On the surface, given that the Batak must also devote some effort each day to domestic activities, this seems like a reasonable amount of effort to devote to agricultural labor. But what do Batak get in return? A complete answer to this question should address the cost of mobilizing field labor, the productivity of that labor once mobilized, and actual farm yields—topics about which I have only fragmentary data. I am convinced, nevertheless, that the returns to land and labor in Batak swiddens are much lower than local lowland swidden farmers realize in the same environment—perhaps as much as 50 percent lower. In the Batak fields I observed at Tanabag during 1971 and 1975, for example, returns to land were on the order of 750 to 1,250 kilograms per hectare. Headland (1986:352), who similarly believes that the Agta are ineffective agriculturalists, reports that yields in the 43 Agta fields he studied in the Casiguran area in 1983 averaged only about 900 kilograms per hectare. Rice yields of this magnitude are low by the standards of most farming peoples in upland Southeast Asia. Spencer (1966:21–22) estimates that upland rice yields in the region as a whole, for “first year cropping of mature forest lands in good years,” range from 1,100 to 2,800 kilograms per hectare. Similar estimates have been made by Freeman (850–2,100 kilograms per hectare [1955:96–99]) and by Conelly (1,600 kilograms per hectare [1983:175]). The returns to labor in Batak rice fields are also comparatively low. Taking account of all labor inputs from field preparation to threshing and storing (but excluding milling), the Batak receive only 2 to 3 kilograms of husked rice per day of labor. By contrast, Cuyonon settlers in the same area receive 4 to 5 kilograms per labor day.

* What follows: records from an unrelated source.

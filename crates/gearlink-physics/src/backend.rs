//! Engine-agnostic physics boundary.
//!
//! [`HingeEngine`] is the narrow surface the transmission joint talks to:
//! named rigid bodies, hinge constraints with mutable axis/anchor/limits,
//! torque application, and raw angle read-back. The raw angle wraps at ±π
//! (it is recovered from the relative body rotation), which is why the joint
//! rebases its logical position against it every step.
//!
//! [`PhysicsBackend`] is the plugin-level seam: a concrete engine inserts
//! its resources and registers its systems through it.

use bevy::app::App;
use nalgebra::{Point3, UnitQuaternion, UnitVector3, Vector3};

use gearlink_core::error::AttachError;

// ---------------------------------------------------------------------------
// HingeId
// ---------------------------------------------------------------------------

/// Opaque handle for a hinge constraint created through [`HingeEngine`].
#[derive(Clone, Copy, Debug, PartialEq, Eq, Hash)]
pub struct HingeId(pub(crate) u64);

impl HingeId {
    /// Construct a handle from a raw id. Intended for engine implementations.
    #[must_use]
    pub const fn from_raw(id: u64) -> Self {
        Self(id)
    }
}

// ---------------------------------------------------------------------------
// HingeEngine
// ---------------------------------------------------------------------------

/// The joint's view of a rigid-body engine.
///
/// Object-safe so orchestration code can run against `&mut dyn HingeEngine`,
/// including mock engines in unit tests. Bodies are addressed by name; the
/// caller checks [`has_body`](Self::has_body) before attaching so it can
/// report which role is missing.
pub trait HingeEngine {
    /// Whether a body with this name exists.
    fn has_body(&self, name: &str) -> bool;

    /// Create a revolute constraint between two named bodies.
    ///
    /// `axis` and `anchor` are given in the world frame at attach time;
    /// `limits` are `[min, max]` in radians when present.
    fn attach_hinge(
        &mut self,
        parent: &str,
        child: &str,
        axis: UnitVector3<f32>,
        anchor: Point3<f32>,
        limits: Option<[f32; 2]>,
    ) -> Result<HingeId, AttachError>;

    /// Remove a hinge constraint. Unknown handles are ignored.
    fn detach(&mut self, hinge: HingeId);

    /// Update the hinge axis direction.
    fn set_axis(&mut self, hinge: HingeId, axis: UnitVector3<f32>);

    /// Update the hinge anchor point (world frame).
    fn set_anchor(&mut self, hinge: HingeId, anchor: Point3<f32>);

    /// Update or clear the hinge position limits.
    fn set_limits(&mut self, hinge: HingeId, limits: Option<[f32; 2]>);

    /// Apply a torque about the hinge axis for the next step. Zero releases
    /// the axis entirely.
    fn apply_torque(&mut self, hinge: HingeId, torque: f32);

    /// Current hinge angle as the engine sees it, wrapped to (-π, π].
    fn raw_angle(&self, hinge: HingeId) -> f32;

    /// Relative angular velocity about the hinge axis (rad/s).
    fn angular_velocity(&self, hinge: HingeId) -> f32;

    /// World-frame pose of a named body.
    fn body_pose(&self, name: &str) -> Option<(Vector3<f32>, UnitQuaternion<f32>)>;

    /// Write the world-frame pose of a named body (kinematic update).
    fn set_body_pose(&mut self, name: &str, translation: Vector3<f32>, rotation: UnitQuaternion<f32>);
}

// ---------------------------------------------------------------------------
// PhysicsBackend
// ---------------------------------------------------------------------------

/// Trait that concrete physics engines implement at the plugin level.
///
/// The backend is responsible for:
/// - Inserting engine-specific resources (rigid body sets, pipelines, etc.)
/// - Registering systems in the `Actuate`/`Simulate`/`Readback` sets
pub trait PhysicsBackend: Send + Sync + 'static {
    /// Called once during plugin build to insert engine-specific resources
    /// and register systems.
    fn build(&self, app: &mut App);

    /// Human-readable engine name (e.g., "rapier3d").
    fn name(&self) -> &str;
}

// ---------------------------------------------------------------------------
// Tests
// ---------------------------------------------------------------------------

#[cfg(test)]
mod tests {
    use super::*;

    #[test]
    fn hinge_engine_is_object_safe() {
        fn _accepts_dyn(_: &mut dyn HingeEngine) {}
    }

    #[test]
    fn physics_backend_is_object_safe() {
        fn _accepts_boxed(_: Box<dyn PhysicsBackend>) {}
    }

    #[test]
    fn boxed_backend_is_send_sync() {
        fn _assert_send_sync<T: Send + Sync>() {}
        _assert_send_sync::<Box<dyn PhysicsBackend>>();
    }

    struct DummyBackend;

    impl PhysicsBackend for DummyBackend {
        fn build(&self, _app: &mut App) {}
        fn name(&self) -> &str {
            "dummy"
        }
    }

    #[test]
    fn dummy_backend_name() {
        let b: Box<dyn PhysicsBackend> = Box::new(DummyBackend);
        assert_eq!(b.name(), "dummy");
    }

    #[test]
    fn hinge_id_round_trips_raw() {
        let id = HingeId::from_raw(7);
        assert_eq!(id, HingeId(7));
    }
}
use thiserror::Error;

/// Top-level error type for gearlink-core.
#[derive(Debug, Error)]
pub enum GearlinkError {
    #[error("Configuration error: {0}")]
    Config(#[from] ConfigError),

    #[error("Attach error: {0}")]
    Attach(#[from] AttachError),

    #[error("Step error: {0}")]
    Step(#[from] StepError),
}

/// Configuration errors.
#[derive(Debug, Error)]
pub enum ConfigError {
    #[error("IO error: {0}")]
    Io(#[from] std::io::Error),

    #[error("TOML parse error: {0}")]
    Toml(#[from] toml::de::Error),

    #[error("TOML serialize error: {0}")]
    TomlSer(#[from] toml::ser::Error),

    #[error("Invalid multiplier: {0} (must be non-zero and finite)")]
    InvalidMultiplier(f32),

    #[error("Invalid backlash: {0} (must be >= 0)")]
    NegativeBacklash(f32),

    #[error("Degenerate axis direction for {0} (zero length)")]
    DegenerateAxis(&'static str),

    #[error("Invalid physics_dt: {0} (must be > 0)")]
    InvalidPhysicsDt(f64),

    #[error("Missing required field: {0}")]
    MissingField(String),

    #[error("Unknown body: {0}")]
    UnknownBody(String),
}

/// Errors attaching a joint to the physics engine.
///
/// The joint stays detached whenever one of these is returned.
#[derive(Debug, Clone, PartialEq, Eq, Error)]
pub enum AttachError {
    #[error("End-point body not found: {0}")]
    MissingEndPoint(String),

    #[error("Start-point body not found: {0}")]
    MissingStartPoint(String),

    #[error("Parent body not found: {0}")]
    MissingParent(String),

    #[error("Joint has not been finalized")]
    NotFinalized,

    #[error("Joint is already attached")]
    AlreadyAttached,

    #[error("Physics backend rejected the constraint: {0}")]
    BackendRejected(String),
}

/// Per-step errors reading state back from the physics engine.
#[derive(Debug, Clone, Copy, PartialEq, Eq, Error)]
pub enum StepError {
    #[error("Engine reported a non-finite angle on axis {axis}")]
    NonFiniteAngle { axis: u8 },

    #[error("Joint is not attached to the physics engine")]
    Detached,
}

The proximate causes of the desultory state of Batak agriculture are found in an array of poor management practices, scheduling conflicts, social pressures, and cultural values
that not only depress swidden yields and labor productivity but result in a surprising number of cases of out-and-out farming failure. With respect to yields, for example, the Batak tend to make small fields to begin with. Their technological knowledge of upland agriculture is relatively unsophisticated. They plant few rice varieties and engage in little or no intercropping. Such discretionary activities as secondary burning, weeding, and guarding may be ignored or haphazardly pursued; every year monkeys and wild pigs take a heavy toll in Batak rice fields. Even basic activities such as planting and harvesting may be ill-timed or postponed to the extent that the rice crop suffers in consequence.
Inadequate or poorly scheduled labor inputs in Batak agriculture in part simply reflect the exigencies of poverty and the competing demands of a multidimensional subsistence economy. A hungry Batak family may have to leave its maturing rice field untended in July to seek food in the forest, and they may have to leave it unharvested in September while they help a lowland creditor harvest his field. Following a storm at harvest time, when the mature grain is vulnerable to lodging, I have known Batak thus summoned to the lowlands to return to find much of the rice in their own fields blown over or soaking wet.
Other difficulties with labor mobilization extend beyond the economic circumstances of individual households and involve some distinctively Batak customary practices. Consider the reciprocal agricultural labor work parties that many Batak mobilize at planting time. These arrangements are ubiquitous in Southeast Asia; the Batak probably acquired the custom from the Cuyonon at the same time they acquired upland rice farming. Undoubtedly, such work parties are never models of efficiency; people turn to them, in part, precisely because they often are unhurried, socially pleasurable occasions. But according to my observation and in comparison with reciprocal labor groups on neighboring Cuyonon farms, Batak labor groups are particularly unproductive even as the Batak find them quite costly to mobilize.
The cost stems from the fact that Batak reciprocal labor groups are also reciprocal eating groups; both husband and wife typically appear for the noon meal, even though only one may actually be exchanging a labor day. Nonworking spouses help with gathering firewood or cooking, but their numbers are often excessive for these chores. Further, any lowland passersby may also invite themselves to the noon meal. It is not uncommon to learn of a Batak who postponed a previously scheduled field planting because he was unable to borrow the rice necessary to feed those who would attend.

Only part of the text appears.